Figure 4.. Working model for the egocentric-allocentric transformation in the medial temporal lobe and related brain regions.

In this highly simplified model of functional anatomy, perirhinal cortex (PER) and postrhinal cortex (POR) are two important parahippocampal regions that directly project to the entorhinal cortex (EC). (Note that this diagram dos not attempt to depict the relative strength of any of the connections.) The PER input is “gated” by the necessity for coactive inputs from other regions that presumably convey some type of salience tag (e.g., from amygdala or prefrontal cortex) to the PER sensory input [37]. Two high-order associative brain areas, posterior parietal cortex (PPC) and retrosplenial cortex (RSC), also have connections with the EC. Cells representing egocentric and allocentric reference frames were found recently in these brain regions upstream of the EC-hippocampus system.
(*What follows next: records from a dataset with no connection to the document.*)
//! Standardized and studentized residuals.

use faer::Col;

/// Standardized residuals e_i / s, with s the residual standard error.
pub fn standardized_residuals(residuals: &Col<f64>, mse: f64) -> Col<f64> {
    if mse <= 0.0 || !mse.is_finite() {
        return Col::from_fn(residuals.nrows(), |i| {
            if residuals[i].abs() < 1e-14 {
                0.0
            } else {
                f64::NAN
            }
        });
    }

    let s = mse.sqrt();
    Col::from_fn(residuals.nrows(), |i| residuals[i] / s)
}

/// Internally studentized residuals e_i / (s * sqrt(1 - h_ii)).
///
/// A point with leverage 1 has an undefined studentized residual (NaN).
pub fn studentized_residuals(residuals: &Col<f64>, leverage: &Col<f64>, mse: f64) -> Col<f64> {
    let n = residuals.nrows();

    if mse <= 0.0 || !mse.is_finite() {
        return Col::from_fn(n, |_| f64::NAN);
    }

    let s = mse.sqrt();
    Col::from_fn(n, |i| {
        let one_minus_h = 1.0 - leverage[i];
        if one_minus_h > 1e-12 {
            residuals[i] / (s * one_minus_h.sqrt())
        } else {
            f64::NAN
        }
    })
}

/// Indices with |r_i| > threshold; NaN entries never qualify.
pub fn residual_outliers(studentized: &Col<f64>, threshold: f64) -> Vec<usize> {
    studentized
        .iter()
        .enumerate()
        .filter(|(_, &r)| r.abs() > threshold)
        .map(|(i, _)| i)
        .collect()
}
Upper right, a diagram (modified, with permission, from McNaughton et al. [15]) showing how specific circuits wired by cells encoding egocentric bearing and allocentric head direction information in these areas could construct an allocentric spatial signal (in this case, a landmark vector cell). Lateral entorhinal cortex (LEC) and medial entorhinal cortex (MEC), the two major cortical input regions to the hippocampus, show a functional dichotomy in egocentric vs. allocentric spatial frames of reference [33]. This difference is hypothesized to underlie separate roles of these regions in providing information to the hippocampal episodic memory system.